● **Work to be completed**
How many lines in these entries contain the string "match"? Reply with the number alone.

● **Available data**

————————

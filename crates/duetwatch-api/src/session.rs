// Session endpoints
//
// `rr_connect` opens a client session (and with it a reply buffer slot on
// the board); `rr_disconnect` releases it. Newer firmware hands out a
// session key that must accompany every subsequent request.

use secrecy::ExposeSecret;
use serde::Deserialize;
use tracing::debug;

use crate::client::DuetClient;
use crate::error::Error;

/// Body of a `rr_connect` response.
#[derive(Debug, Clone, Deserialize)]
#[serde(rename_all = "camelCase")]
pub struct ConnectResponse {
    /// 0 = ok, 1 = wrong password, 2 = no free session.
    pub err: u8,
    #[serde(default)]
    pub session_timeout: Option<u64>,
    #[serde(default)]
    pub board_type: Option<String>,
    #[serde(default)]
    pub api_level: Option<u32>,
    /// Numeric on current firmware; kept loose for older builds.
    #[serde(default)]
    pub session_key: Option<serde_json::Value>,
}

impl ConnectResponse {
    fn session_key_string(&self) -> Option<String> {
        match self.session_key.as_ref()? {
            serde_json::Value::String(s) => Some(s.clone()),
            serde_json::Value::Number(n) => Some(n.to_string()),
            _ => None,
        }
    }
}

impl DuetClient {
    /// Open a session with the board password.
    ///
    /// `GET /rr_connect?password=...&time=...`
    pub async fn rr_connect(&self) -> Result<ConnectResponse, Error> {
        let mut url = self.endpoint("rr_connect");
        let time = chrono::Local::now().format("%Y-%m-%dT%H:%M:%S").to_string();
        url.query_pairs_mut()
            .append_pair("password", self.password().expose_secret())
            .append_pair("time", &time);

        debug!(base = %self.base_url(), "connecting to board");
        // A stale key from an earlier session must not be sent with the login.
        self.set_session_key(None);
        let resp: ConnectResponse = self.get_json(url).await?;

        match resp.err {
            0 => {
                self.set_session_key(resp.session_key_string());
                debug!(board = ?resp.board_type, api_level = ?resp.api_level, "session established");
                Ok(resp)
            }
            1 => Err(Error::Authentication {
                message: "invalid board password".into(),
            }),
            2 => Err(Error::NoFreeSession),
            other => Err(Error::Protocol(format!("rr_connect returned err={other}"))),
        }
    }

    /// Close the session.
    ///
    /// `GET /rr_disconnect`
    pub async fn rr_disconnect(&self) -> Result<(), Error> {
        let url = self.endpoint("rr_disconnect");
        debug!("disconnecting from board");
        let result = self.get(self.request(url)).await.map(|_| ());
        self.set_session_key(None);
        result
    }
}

————————

● **Task solution**
2